E para evitar “uma corrida à borla fiscal” enquanto a medida não entre em vigor, o Bloco de Esquerda anunciou esta terça-feira que vai propor no Parlamento uma moratória para acabar imediatamente com o regime fiscal destinado a não residentes, voltando a insistir na proibição de venda de casas a residentes não habituais. Propostas que vão ser discutidas e votadas num debate potestativo agendado para o dia 25 de outubro, antes da votação do Orçamento do Estado para 2024.
Para Mariana Mortágua a decisão do primeiro-ministro é “a capitulação” do Governo perante a grave crise da habitação.

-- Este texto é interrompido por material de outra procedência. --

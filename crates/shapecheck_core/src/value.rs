//! Candidate value representation.
//!
//! [`DataValue`] is the read-only input the validator judges. It deserializes
//! from any self-describing format (JSON, YAML, TOML) without a schema.

use serde::{Deserialize, Serialize};
use std::collections::BTreeMap;

/// A key-value mapping of candidate data.
pub type DataMap = BTreeMap<String, DataValue>;

/// A value in a candidate document.
#[derive(Debug, Clone, PartialEq, Serialize, Deserialize)]
#[serde(untagged)]
pub enum DataValue {
    /// Null value (present, but empty)
    Null,
    /// Boolean value
    Bool(bool),
    /// Integer value
    Int(i64),
    /// Floating point value
    Float(f64),
    /// String value
    String(String),
    /// List/array value
    List(Vec<DataValue>),
    /// Map/object value
    Map(DataMap),
}

impl DataValue {
    /// Returns true if this value is null.
    pub fn is_null(&self) -> bool {
        matches!(self, DataValue::Null)
    }

    /// Returns the category name of this value, as used in type mismatch reports.
    pub fn type_name(&self) -> &'static str {
        match self {
            DataValue::Null => "null",
            DataValue::Bool(_) => "boolean",
            DataValue::Int(_) | DataValue::Float(_) => "number",
            DataValue::String(_) => "string",
            DataValue::List(_) => "array",
            DataValue::Map(_) => "object",
        }
    }

    /// Attempts to get this value as a string.
    pub fn as_string(&self) -> Option<&str> {
        match self {
            DataValue::String(s) => Some(s),
            _ => None,
        }
    }

    /// Attempts to get this value as a float.
    pub fn as_float(&self) -> Option<f64> {
        match self {
            DataValue::Float(f) => Some(*f),
            DataValue::Int(i) => Some(*i as f64),
            _ => None,
        }
    }

    /// Attempts to get this value as a boolean.
    pub fn as_bool(&self) -> Option<bool> {
        match self {
            DataValue::Bool(b) => Some(*b),
            _ => None,
        }
    }

    /// Attempts to get this value as a list.
    pub fn as_list(&self) -> Option<&[DataValue]> {
        match self {
            DataValue::List(items) => Some(items),
            _ => None,
        }
    }

    /// Attempts to get this value as a map.
    pub fn as_map(&self) -> Option<&DataMap> {
        match self {
            DataValue::Map(map) => Some(map),
            _ => None,
        }
    }

    /// Coerces this value to a number.
    ///
    /// Numbers pass through, `null` is 0, booleans are 0 or 1, and strings are
    /// parsed after trimming (an empty string is 0). Lists, maps and
    /// unparseable strings yield NaN.
    pub fn to_number(&self) -> f64 {
        match self {
            DataValue::Int(i) => *i as f64,
            DataValue::Float(f) => *f,
            DataValue::Null => 0.0,
            DataValue::Bool(b) => {
                if *b {
                    1.0
                } else {
                    0.0
                }
            }
            DataValue::String(s) => parse_numeric(s),
            DataValue::List(_) | DataValue::Map(_) => f64::NAN,
        }
    }

    /// Renders the value for messages: strings unquoted, everything else as JSON.
    pub fn display(&self) -> String {
        match self {
            DataValue::String(s) => s.clone(),
            other => serde_json::to_string(other).unwrap_or_else(|_| other.type_name().into()),
        }
    }
}

/// Parses a numeric literal the way loosely-typed payloads spell numbers.
fn parse_numeric(raw: &str) -> f64 {
    let s = raw.trim();
    if s.is_empty() {
        return 0.0;
    }

    match s {
        "Infinity" | "+Infinity" => return f64::INFINITY,
        "-Infinity" => return f64::NEG_INFINITY,
        _ => {}
    }

    let radix = [("0x", 16), ("0X", 16), ("0o", 8), ("0O", 8), ("0b", 2), ("0B", 2)]
        .iter()
        .find_map(|(prefix, radix)| s.strip_prefix(prefix).map(|digits| (digits, *radix)));
    if let Some((digits, radix)) = radix {
        return u64::from_str_radix(digits, radix)
            .map(|n| n as f64)
            .unwrap_or(f64::NAN);
    }

    // Rust accepts "inf" and "nan" spellings that payload producers never mean as numbers.
    if s.chars().any(|c| c.is_ascii_alphabetic() && c != 'e' && c != 'E') {
        return f64::NAN;
    }

    s.parse::<f64>().unwrap_or(f64::NAN)
}

impl From<serde_json::Value> for DataValue {
    fn from(value: serde_json::Value) -> Self {
        match value {
            serde_json::Value::Null => DataValue::Null,
            serde_json::Value::Bool(b) => DataValue::Bool(b),
            serde_json::Value::Number(n) => match n.as_i64() {
                Some(i) => DataValue::Int(i),
                None => DataValue::Float(n.as_f64().unwrap_or(f64::NAN)),
            },
            serde_json::Value::String(s) => DataValue::String(s),
            serde_json::Value::Array(items) => {
                DataValue::List(items.into_iter().map(DataValue::from).collect())
            }
            serde_json::Value::Object(map) => DataValue::Map(
                map.into_iter()
                    .map(|(k, v)| (k, DataValue::from(v)))
                    .collect(),
            ),
        }
    }
}

impl From<String> for DataValue {
    fn from(s: String) -> Self {
        DataValue::String(s)
    }
}

impl From<&str> for DataValue {
    fn from(s: &str) -> Self {
        DataValue::String(s.to_string())
    }
}

impl From<i64> for DataValue {
    fn from(i: i64) -> Self {
        DataValue::Int(i)
    }
}

impl From<f64> for DataValue {
    fn from(f: f64) -> Self {
        DataValue::Float(f)
    }
}

impl From<bool> for DataValue {
    fn from(b: bool) -> Self {
        DataValue::Bool(b)
    }
}

impl From<DataMap> for DataValue {
    fn from(map: DataMap) -> Self {
        DataValue::Map(map)
    }
}

impl From<Vec<DataValue>> for DataValue {
    fn from(items: Vec<DataValue>) -> Self {
        DataValue::List(items)
    }
}
//! # shapecheck validator
//!
//! Validation engine for shapecheck schemas. This crate checks candidate
//! objects against a [`Schema`] and reports every nonconformance at once:
//!
//! - Field checks (types, lengths, options, numeric bounds, date patterns, IPv4)
//! - Required keys and closed-schema key whitelisting
//! - Recursive nested objects and per-element array checks
//! - Up-front well-formedness checks of schema definitions
//!
//! ## Example
//!
//! ```rust
//! use serde_json::json;
//! use shapecheck_core::{DataValue, SchemaBuilder, email, number, object, string};
//!
//! let schema = SchemaBuilder::new()
//!     .field("email", email().required())
//!     .field("age", number().range(17.0, 99.0))
//!     .field(
//!         "addr",
//!         object().schema(SchemaBuilder::new().field("city", string().required()).build()),
//!     )
//!     .build();
//!
//! let object = DataValue::from(json!({ "email": "ada@example.com", "addr": {} }));
//!
//! match shapecheck_validator::validate(&object, &schema) {
//!     Ok(()) => println!("Validation passed!"),
//!     Err(err) => {
//!         // "The property addr requires property city"
//!         for violation in err.violations() {
//!             println!("{}", violation);
//!         }
//!     }
//! }
//! ```

mod definition;
mod engine;
mod error;
pub mod fields;
mod violation;

pub use definition::*;
pub use engine::*;
pub use error::*;
pub use violation::*;

use shapecheck_core::{DataValue, Schema};

/// Validates an object against a schema in closed-schema mode.
///
/// Shorthand for [`ObjectValidator::validate`].
pub fn validate(object: &DataValue, schema: &Schema) -> ValidationResult {
    ObjectValidator::new().validate(object, schema)
}
//! Loader for shapecheck schema and data documents (YAML/TOML/JSON formats).
//!
//! This module parses schema documents into the strongly-typed
//! [`SchemaDocument`] structure and candidate data into [`DataValue`] trees.
//!
//! # Example
//!
//! ```rust
//! use shapecheck_parser::parse_schema_yaml;
//!
//! let yaml = r#"
//! name: signup
//! description: Signup form payload
//! fields:
//!   - name: id
//!     type: number
//!     required: true
//!     minNum: 1
//!   - name: email
//!     type: string
//!     required: true
//!     isEmail: true
//! "#;
//!
//! let document = parse_schema_yaml(yaml).expect("Failed to parse schema");
//! assert_eq!(document.name, "signup");
//! assert_eq!(document.fields.len(), 2);
//! ```

use shapecheck_core::{DataMap, DataValue, SchemaDocument};
use std::path::Path;
use thiserror::Error;
use tracing::debug;

/// Errors that can occur while loading documents.
#[derive(Debug, Error)]
pub enum ParserError {
    /// YAML parsing or deserialization failed
    #[error("Failed to parse YAML: {0}")]
    YamlError(#[from] serde_yaml_ng::Error),

    /// JSON parsing or deserialization failed
    #[error("Failed to parse JSON: {0}")]
    JsonError(#[from] serde_json::Error),

    /// TOML parsing or deserialization failed
    #[error("Failed to parse TOML: {0}")]
    TomlError(String),

    /// File I/O error
    #[error("File I/O error: {0}")]
    IoError(#[from] std::io::Error),

    /// Unsupported file format
    #[error("Unsupported file format: {0}")]
    UnsupportedFormat(String),

    /// Invalid file extension
    #[error("Invalid or missing file extension")]
    InvalidExtension,
}

/// Result type alias for parser operations.
pub type Result<T> = std::result::Result<T, ParserError>;

/// Supported document file formats.
#[derive(Debug, Clone, Copy, PartialEq, Eq)]
pub enum FileFormat {
    /// YAML format (.yml, .yaml)
    Yaml,
    /// TOML format (.toml)
    Toml,
    /// JSON format (.json)
    Json,
}

/// Parse a schema document from a YAML string.
pub fn parse_schema_yaml(content: &str) -> Result<SchemaDocument> {
    let document: SchemaDocument = serde_yaml_ng::from_str(content)?;
    Ok(document)
}

/// Parse a schema document from a TOML string.
///
/// # Example
///
/// ```rust
/// use shapecheck_parser::parse_schema_toml;
///
/// let toml = r#"
/// name = "login"
/// allowSchemaKeysOnly = false
///
/// [[fields]]
/// name = "username"
/// type = "string"
/// required = true
/// textAndNumbers = true
/// "#;
///
/// let document = parse_schema_toml(toml).unwrap();
/// assert!(!document.allow_schema_keys_only);
/// ```
pub fn parse_schema_toml(content: &str) -> Result<SchemaDocument> {
    let document: SchemaDocument =
        toml::from_str(content).map_err(|e| ParserError::TomlError(e.to_string()))?;
    Ok(document)
}

/// Parse a schema document from a JSON string.
pub fn parse_schema_json(content: &str) -> Result<SchemaDocument> {
    let document: SchemaDocument = serde_json::from_str(content)?;
    Ok(document)
}

/// Detect the document format from a file path based on its extension.
///
/// # Supported Extensions
///
/// * `.yaml`, `.yml` → `FileFormat::Yaml`
/// * `.toml` → `FileFormat::Toml`
/// * `.json` → `FileFormat::Json`
///
/// # Errors
///
/// Returns `ParserError::InvalidExtension` if the file has no extension.
/// Returns `ParserError::UnsupportedFormat` if the extension is not recognized.
pub fn detect_format(path: &Path) -> Result<FileFormat> {
    let extension = path
        .extension()
        .and_then(|ext| ext.to_str())
        .ok_or(ParserError::InvalidExtension)?;

    match extension.to_lowercase().as_str() {
        "yaml" | "yml" => Ok(FileFormat::Yaml),
        "toml" => Ok(FileFormat::Toml),
        "json" => Ok(FileFormat::Json),
        other => Err(ParserError::UnsupportedFormat(other.to_string())),
    }
}

/// Parse a schema document from a file with automatic format detection.
///
/// ```no_run
/// use shapecheck_parser::parse_schema_file;
/// use std::path::Path;
///
/// let document = parse_schema_file(Path::new("schemas/signup.yml")).unwrap();
/// println!("Loaded schema: {}", document.name);
/// ```
pub fn parse_schema_file(path: &Path) -> Result<SchemaDocument> {
    let format = detect_format(path)?;
    let content = std::fs::read_to_string(path)?;
    debug!(path = %path.display(), ?format, "Parsing schema file");

    match format {
        FileFormat::Yaml => parse_schema_yaml(&content),
        FileFormat::Toml => parse_schema_toml(&content),
        FileFormat::Json => parse_schema_json(&content),
    }
}

/// Parse a data document from a YAML string.
pub fn parse_data_yaml(content: &str) -> Result<DataValue> {
    let value: DataValue = serde_yaml_ng::from_str(content)?;
    Ok(value)
}

/// Parse a data document from a JSON string.
///
/// Integers that fit in an `i64` stay integers; everything else numeric is a float.
pub fn parse_data_json(content: &str) -> Result<DataValue> {
    let value: serde_json::Value = serde_json::from_str(content)?;
    Ok(DataValue::from(value))
}

/// Parse a data document from a TOML string.
///
/// TOML datetimes become strings in their RFC 3339 spelling, so they can be
/// checked by `date` fields.
pub fn parse_data_toml(content: &str) -> Result<DataValue> {
    let table: toml::Table =
        toml::from_str(content).map_err(|e| ParserError::TomlError(e.to_string()))?;
    Ok(from_toml(toml::Value::Table(table)))
}

fn from_toml(value: toml::Value) -> DataValue {
    match value {
        toml::Value::String(s) => DataValue::String(s),
        toml::Value::Integer(i) => DataValue::Int(i),
        toml::Value::Float(f) => DataValue::Float(f),
        toml::Value::Boolean(b) => DataValue::Bool(b),
        toml::Value::Datetime(dt) => DataValue::String(dt.to_string()),
        toml::Value::Array(items) => DataValue::List(items.into_iter().map(from_toml).collect()),
        toml::Value::Table(table) => DataValue::Map(
            table
                .into_iter()
                .map(|(k, v)| (k, from_toml(v)))
                .collect::<DataMap>(),
        ),
    }
}

/// Parse a data document from a file with automatic format detection.
pub fn parse_data_file(path: &Path) -> Result<DataValue> {
    let format = detect_format(path)?;
    let content = std::fs::read_to_string(path)?;
    debug!(path = %path.display(), ?format, "Parsing data file");

    match format {
        FileFormat::Yaml => parse_data_yaml(&content),
        FileFormat::Toml => parse_data_toml(&content),
        FileFormat::Json => parse_data_json(&content),
    }
}

/// Serialize a schema document to YAML.
pub fn to_yaml(document: &SchemaDocument) -> Result<String> {
    Ok(serde_yaml_ng::to_string(document)?)
}
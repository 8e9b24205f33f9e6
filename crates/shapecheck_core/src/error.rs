//! Error types for malformed schemas.
//!
//! A [`ConfigurationError`] means the schema itself cannot be evaluated. It is
//! fatal to the current validation call and never ends up in a violation list.

use thiserror::Error;

/// The schema is malformed and cannot be used for validation.
#[derive(Error, Debug, Clone, PartialEq)]
pub enum ConfigurationError {
    /// No schema fields were supplied
    #[error("Schema has no fields defined")]
    EmptySchema,

    /// A nested object schema was supplied but declares no fields
    #[error("Object schema of field '{field}' has no fields defined")]
    EmptyObjectSchema {
        /// Field carrying the empty nested schema
        field: String,
    },

    /// `numRange` is not a `[min, max]` pair
    #[error(
        "numRange of field '{field}' should be an array with 2 values, for example: [minimum, maximum], got {len} value(s)"
    )]
    InvalidNumRange {
        /// Field carrying the malformed range
        field: String,
        /// Number of values supplied
        len: usize,
    },

    /// The date pattern contains an unknown or malformed specifier
    #[error("Invalid date format '{format}' for field '{field}'")]
    InvalidDateFormat {
        /// Field carrying the pattern
        field: String,
        /// The offending pattern
        format: String,
    },

    /// The same key is declared twice in one schema
    #[error("Duplicate field name: {0}")]
    DuplicateField(String),
}
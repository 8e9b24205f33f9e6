//! Schema well-formedness checks.
//!
//! The engine reports configuration errors lazily, when it reaches the
//! offending node with a value in hand. These checks walk the whole schema up
//! front instead, so a schema can be vetted before any data exists.

use crate::fields::check_date_format;
use shapecheck_core::{ConfigurationError, FieldKind, Schema, SchemaNode};
use std::collections::HashSet;
use tracing::debug;

/// Checks a schema and returns the first configuration error found.
///
/// # Example
///
/// ```rust
/// use shapecheck_core::{SchemaBuilder, date, string};
/// use shapecheck_validator::validate_definition;
///
/// let schema = SchemaBuilder::new()
///     .field("name", string().required())
///     .field("created", date().format("%Y-%m-%d"))
///     .build();
///
/// assert!(validate_definition(&schema).is_ok());
/// ```
pub fn validate_definition(schema: &Schema) -> Result<(), ConfigurationError> {
    match definition_errors(schema).into_iter().next() {
        Some(err) => Err(err),
        None => Ok(()),
    }
}

/// Walks a schema and returns every configuration error, in declaration order.
pub fn definition_errors(schema: &Schema) -> Vec<ConfigurationError> {
    let mut errors = Vec::new();

    if schema.is_empty() {
        errors.push(ConfigurationError::EmptySchema);
        return errors;
    }

    check_schema(schema, &mut errors);
    debug!(errors = errors.len(), "Checked schema definition");
    errors
}

fn check_schema(schema: &Schema, errors: &mut Vec<ConfigurationError>) {
    let mut seen = HashSet::new();

    for field in schema.fields() {
        if !seen.insert(field.name.as_str()) {
            errors.push(ConfigurationError::DuplicateField(field.name.clone()));
        }
        check_node(&field.name, &field.node, errors);
    }
}

fn check_node(field: &str, node: &SchemaNode, errors: &mut Vec<ConfigurationError>) {
    match &node.kind {
        FieldKind::Number(c) => {
            if let Some(range) = &c.num_range {
                if range.len() != 2 {
                    errors.push(ConfigurationError::InvalidNumRange {
                        field: field.to_string(),
                        len: range.len(),
                    });
                }
            }
        }
        FieldKind::Date(c) => {
            if let Err(err) = check_date_format(field, &c.format) {
                errors.push(err);
            }
        }
        FieldKind::Object(c) => match &c.object_schema {
            Some(schema) if schema.is_empty() => {
                errors.push(ConfigurationError::EmptyObjectSchema {
                    field: field.to_string(),
                });
            }
            Some(schema) => check_schema(schema, errors),
            None => {}
        },
        FieldKind::Array(c) => {
            if let Some(item) = &c.valid_array_schema {
                check_node(field, item, errors);
            }
        }
        FieldKind::String(_) | FieldKind::Ip(_) | FieldKind::Boolean | FieldKind::Null => {}
    }
}
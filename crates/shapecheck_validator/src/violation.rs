//! Violation records.
//!
//! One [`Violation`] is produced per detected nonconformance. Each variant
//! carries the offending key plus the expected and actual context needed to
//! render a readable report.

use serde::Serialize;
use thiserror::Error;

/// A single detected nonconformance between a value and its schema.
#[derive(Debug, Clone, PartialEq, Error, Serialize)]
#[serde(tag = "kind", rename_all = "snake_case")]
pub enum Violation {
    /// A required key is absent
    #[error("The property {key} is required and it's missing")]
    MissingRequired { key: String },

    /// The value is not of the declared type
    #[error("The property {field} data type is invalid, required {expected} got {actual}")]
    TypeMismatch {
        field: String,
        expected: String,
        actual: String,
    },

    /// String shorter than `minLength`
    #[error("The property {field} has a minimum length of {min}, got {actual}")]
    MinLength {
        field: String,
        min: usize,
        actual: usize,
    },

    /// String longer than `maxLength`
    #[error("The property {field} has a maximum length of {max}, got {actual}")]
    MaxLength {
        field: String,
        max: usize,
        actual: usize,
    },

    /// Value not in the allowed set
    #[error("The property {field} can be only one of the options [{}], got {value}", .options.join(", "))]
    NotInOptions {
        field: String,
        value: String,
        options: Vec<String>,
    },

    /// String does not look like an email address
    #[error("The property {field} is an invalid email, got {value}")]
    InvalidEmail { field: String, value: String },

    /// String contains characters other than ASCII letters and digits
    #[error("The property {field} may contain only letters and numbers, got {value}")]
    NotAlphanumeric { field: String, value: String },

    /// Number below `minNum`
    #[error("The property {field} has a minimum number of {min}, got {actual}")]
    BelowMinimum { field: String, min: f64, actual: f64 },

    /// Number above `maxNum`
    #[error("The property {field} has a maximum number of {max}, got {actual}")]
    AboveMaximum { field: String, max: f64, actual: f64 },

    /// Number outside `numRange` (min exclusive, max inclusive)
    #[error("The property {field} has a number range between {min} to {max}, got {actual}")]
    OutOfRange {
        field: String,
        min: f64,
        max: f64,
        actual: f64,
    },

    /// String does not round-trip under the date pattern
    #[error("The property {field} is an invalid date, required format '{format}' got '{value}'")]
    InvalidDate {
        field: String,
        format: String,
        value: String,
    },

    /// String is not an IPv4 dotted quad
    #[error("The property {field} is an invalid ip address, got {value}")]
    InvalidIp { field: String, value: String },

    /// Key present on the object but not declared in the schema
    #[error("The property {key} is not a part of the object schema, allowed keys: [{}]", .allowed_keys.join(", "))]
    UnexpectedKey {
        key: String,
        allowed_keys: Vec<String>,
    },

    /// A nested object is missing a required property
    #[error("The property {field} requires property {property}")]
    RequiredProperty { field: String, property: String },

    /// A nested object carries a key its schema does not declare
    #[error("The key {key} is not a part of the {field} schema, allowed keys: [{}]", .allowed_keys.join(", "))]
    KeyNotInSchema {
        field: String,
        key: String,
        allowed_keys: Vec<String>,
    },

    /// One array element failed; carries that element's own violations
    #[error("Array element {index} of {field} is invalid ({} violation(s))", .violations.len())]
    InvalidArrayElement {
        field: String,
        index: usize,
        violations: Vec<Violation>,
    },
}

impl Violation {
    /// Creates a missing required key violation.
    pub fn missing_required(key: impl Into<String>) -> Self {
        Self::MissingRequired { key: key.into() }
    }

    /// Creates a type mismatch violation.
    pub fn type_mismatch(
        field: impl Into<String>,
        expected: impl Into<String>,
        actual: impl Into<String>,
    ) -> Self {
        Self::TypeMismatch {
            field: field.into(),
            expected: expected.into(),
            actual: actual.into(),
        }
    }

    /// Creates an option membership violation.
    pub fn not_in_options(
        field: impl Into<String>,
        value: impl Into<String>,
        options: Vec<String>,
    ) -> Self {
        Self::NotInOptions {
            field: field.into(),
            value: value.into(),
            options,
        }
    }

    /// Returns the key this violation is reported against.
    pub fn field(&self) -> &str {
        match self {
            Self::MissingRequired { key } | Self::UnexpectedKey { key, .. } => key,
            Self::TypeMismatch { field, .. }
            | Self::MinLength { field, .. }
            | Self::MaxLength { field, .. }
            | Self::NotInOptions { field, .. }
            | Self::InvalidEmail { field, .. }
            | Self::NotAlphanumeric { field, .. }
            | Self::BelowMinimum { field, .. }
            | Self::AboveMaximum { field, .. }
            | Self::OutOfRange { field, .. }
            | Self::InvalidDate { field, .. }
            | Self::InvalidIp { field, .. }
            | Self::RequiredProperty { field, .. }
            | Self::KeyNotInSchema { field, .. }
            | Self::InvalidArrayElement { field, .. } => field,
        }
    }

    /// Re-expresses a violation raised inside the object held by `parent`.
    ///
    /// Missing keys and unexpected keys are attributed to the parent field;
    /// every other violation passes through unchanged.
    pub fn relabel(self, parent: &str) -> Self {
        match self {
            Self::MissingRequired { key } => Self::RequiredProperty {
                field: parent.to_string(),
                property: key,
            },
            Self::UnexpectedKey { key, allowed_keys } => Self::KeyNotInSchema {
                field: parent.to_string(),
                key,
                allowed_keys,
            },
            other => other,
        }
    }
}

#[cfg(test)]
mod tests {
    use super::*;
    use pretty_assertions::assert_eq;

    #[test]
    fn test_messages() {
        assert_eq!(
            Violation::missing_required("id").to_string(),
            "The property id is required and it's missing"
        );
        assert_eq!(
            Violation::type_mismatch("age", "number", "string").to_string(),
            "The property age data type is invalid, required number got string"
        );
        assert_eq!(
            Violation::OutOfRange {
                field: "age".into(),
                min: 10.0,
                max: 35.0,
                actual: 10.0,
            }
            .to_string(),
            "The property age has a number range between 10 to 35, got 10"
        );
        assert_eq!(
            Violation::UnexpectedKey {
                key: "b".into(),
                allowed_keys: vec!["a".into(), "c".into()],
            }
            .to_string(),
            "The property b is not a part of the object schema, allowed keys: [a, c]"
        );
    }

    #[test]
    fn test_relabel_required() {
        let relabelled = Violation::missing_required("city").relabel("addr");
        assert_eq!(
            relabelled,
            Violation::RequiredProperty {
                field: "addr".into(),
                property: "city".into(),
            }
        );
        assert_eq!(relabelled.to_string(), "The property addr requires property city");
    }

    #[test]
    fn test_relabel_unexpected_key() {
        let relabelled = Violation::UnexpectedKey {
            key: "zip".into(),
            allowed_keys: vec!["city".into()],
        }
        .relabel("addr");

        assert_eq!(relabelled.field(), "addr");
        assert_eq!(
            relabelled.to_string(),
            "The key zip is not a part of the addr schema, allowed keys: [city]"
        );
    }

    #[test]
    fn test_relabel_passes_others_through() {
        let original = Violation::type_mismatch("city", "string", "number");
        assert_eq!(original.clone().relabel("addr"), original);
    }

    #[test]
    fn test_serialize_tagged() {
        let value = serde_json::to_value(Violation::missing_required("id")).unwrap();
        assert_eq!(value, serde_json::json!({"kind": "missing_required", "key": "id"}));
    }
}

A coordenadora do BE alerta ainda para as consequências do anúncio do chefe do Executivo com efeitos diferidos. “Se nada for feito e se desde já não for aplicada uma moratória que impeça o acesso ao regime fiscal dos residentes não habituais, então – como fez na segunda-feira o primeiro-ministro –, estar-se-á a promover uma borla fiscal aos registos para o regime de residente não habitual no espaço que vai entre o anúncio e o fim do regime. Foi isso que aconteceu com os vistos gold e foi isso que aconteceu com a medida que limitava o aumento das rendas para novos contratos. E isso acontecerá com o regime dos residentes não habituais”, advertiu Mariana Mortágua
De acordo com Mariana Mortágua, “o mero anúncio do Governo, um aviso à navegação, torna-se uma promoção e num apelo por parte do primeiro-ministro para que quem queira venha a usufruir desse regime, ao qual terá acesso durante dez anos”. Trata-se de um apelo, segundo Mariana Mortágua, para que se adira “rapidamente enquanto o regime não é eliminado”.